**PROVIDED DATA**
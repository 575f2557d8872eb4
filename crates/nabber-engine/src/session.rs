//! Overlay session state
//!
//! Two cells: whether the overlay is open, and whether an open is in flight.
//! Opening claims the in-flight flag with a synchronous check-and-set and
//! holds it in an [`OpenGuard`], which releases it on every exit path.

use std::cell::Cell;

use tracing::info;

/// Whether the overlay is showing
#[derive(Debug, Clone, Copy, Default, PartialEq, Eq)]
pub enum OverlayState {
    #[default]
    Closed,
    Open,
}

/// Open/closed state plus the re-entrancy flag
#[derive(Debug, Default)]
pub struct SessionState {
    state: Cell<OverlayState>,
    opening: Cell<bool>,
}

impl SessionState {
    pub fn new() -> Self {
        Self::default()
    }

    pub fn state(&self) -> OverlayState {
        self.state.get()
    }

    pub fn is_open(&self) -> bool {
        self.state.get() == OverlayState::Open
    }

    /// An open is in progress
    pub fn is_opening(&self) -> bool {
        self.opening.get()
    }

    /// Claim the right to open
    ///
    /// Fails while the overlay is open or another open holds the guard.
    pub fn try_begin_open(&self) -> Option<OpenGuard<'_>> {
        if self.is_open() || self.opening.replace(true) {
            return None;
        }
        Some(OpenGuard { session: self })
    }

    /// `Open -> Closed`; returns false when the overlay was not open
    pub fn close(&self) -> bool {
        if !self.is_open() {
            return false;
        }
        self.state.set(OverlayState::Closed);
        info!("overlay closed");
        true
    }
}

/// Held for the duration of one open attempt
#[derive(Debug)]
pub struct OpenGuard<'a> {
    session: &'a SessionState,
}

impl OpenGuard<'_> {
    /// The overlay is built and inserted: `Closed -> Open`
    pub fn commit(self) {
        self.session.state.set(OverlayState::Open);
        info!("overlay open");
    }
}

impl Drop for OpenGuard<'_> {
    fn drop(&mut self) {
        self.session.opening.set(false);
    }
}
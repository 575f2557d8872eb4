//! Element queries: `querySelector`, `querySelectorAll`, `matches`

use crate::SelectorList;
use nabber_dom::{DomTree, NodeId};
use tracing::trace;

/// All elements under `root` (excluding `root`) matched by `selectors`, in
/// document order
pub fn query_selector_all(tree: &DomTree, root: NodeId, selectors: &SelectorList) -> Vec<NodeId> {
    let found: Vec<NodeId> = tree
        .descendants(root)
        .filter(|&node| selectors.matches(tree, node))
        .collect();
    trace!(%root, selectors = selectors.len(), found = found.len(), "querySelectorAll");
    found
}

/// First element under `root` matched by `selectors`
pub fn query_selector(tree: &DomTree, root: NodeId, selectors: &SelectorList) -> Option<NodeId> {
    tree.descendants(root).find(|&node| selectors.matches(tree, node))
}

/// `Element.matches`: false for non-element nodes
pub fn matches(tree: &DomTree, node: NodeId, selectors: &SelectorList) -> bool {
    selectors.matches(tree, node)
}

---

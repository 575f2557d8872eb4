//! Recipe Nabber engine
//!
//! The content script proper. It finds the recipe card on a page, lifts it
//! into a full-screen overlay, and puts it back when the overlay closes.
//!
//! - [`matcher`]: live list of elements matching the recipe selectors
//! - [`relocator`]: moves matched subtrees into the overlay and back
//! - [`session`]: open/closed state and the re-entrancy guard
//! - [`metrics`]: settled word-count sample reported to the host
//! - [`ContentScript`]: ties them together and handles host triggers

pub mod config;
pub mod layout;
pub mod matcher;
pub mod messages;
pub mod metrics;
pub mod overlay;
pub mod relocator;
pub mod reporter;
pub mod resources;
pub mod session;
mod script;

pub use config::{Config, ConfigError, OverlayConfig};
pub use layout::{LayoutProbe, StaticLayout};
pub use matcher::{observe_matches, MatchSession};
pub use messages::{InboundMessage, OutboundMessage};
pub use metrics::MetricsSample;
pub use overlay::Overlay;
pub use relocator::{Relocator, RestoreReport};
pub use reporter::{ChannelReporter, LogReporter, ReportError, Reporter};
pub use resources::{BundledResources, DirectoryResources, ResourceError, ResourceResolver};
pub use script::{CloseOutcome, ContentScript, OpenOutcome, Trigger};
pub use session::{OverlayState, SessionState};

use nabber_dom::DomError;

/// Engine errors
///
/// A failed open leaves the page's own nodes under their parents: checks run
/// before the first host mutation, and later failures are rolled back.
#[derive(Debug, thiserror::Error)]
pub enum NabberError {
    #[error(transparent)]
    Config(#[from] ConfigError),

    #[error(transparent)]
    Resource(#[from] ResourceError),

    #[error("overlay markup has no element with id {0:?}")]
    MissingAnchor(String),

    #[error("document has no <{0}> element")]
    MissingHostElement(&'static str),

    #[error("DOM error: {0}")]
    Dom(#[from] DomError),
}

**YOUR GOAL**
In the listing above, find the line containing "pub struct SessionState" and the line containing "self.state.set(OverlayState::Closed);", then quote both, plus every line between them, exactly as written.

**TASK OUTPUT**
pub struct SessionState {
    state: Cell<OverlayState>,
    opening: Cell<bool>,
}

impl SessionState {
    pub fn new() -> Self {
        Self::default()
    }

    pub fn state(&self) -> OverlayState {
        self.state.get()
    }

    pub fn is_open(&self) -> bool {
        self.state.get() == OverlayState::Open
    }

    /// An open is in progress
    pub fn is_opening(&self) -> bool {
        self.opening.get()
    }

    /// Claim the right to open
    ///
    /// Fails while the overlay is open or another open holds the guard.
    pub fn try_begin_open(&self) -> Option<OpenGuard<'_>> {
        if self.is_open() || self.opening.replace(true) {
            return None;
        }
        Some(OpenGuard { session: self })
    }

    /// `Open -> Closed`; returns false when the overlay was not open
    pub fn close(&self) -> bool {
        if !self.is_open() {
            return false;
        }
        self.state.set(OverlayState::Closed);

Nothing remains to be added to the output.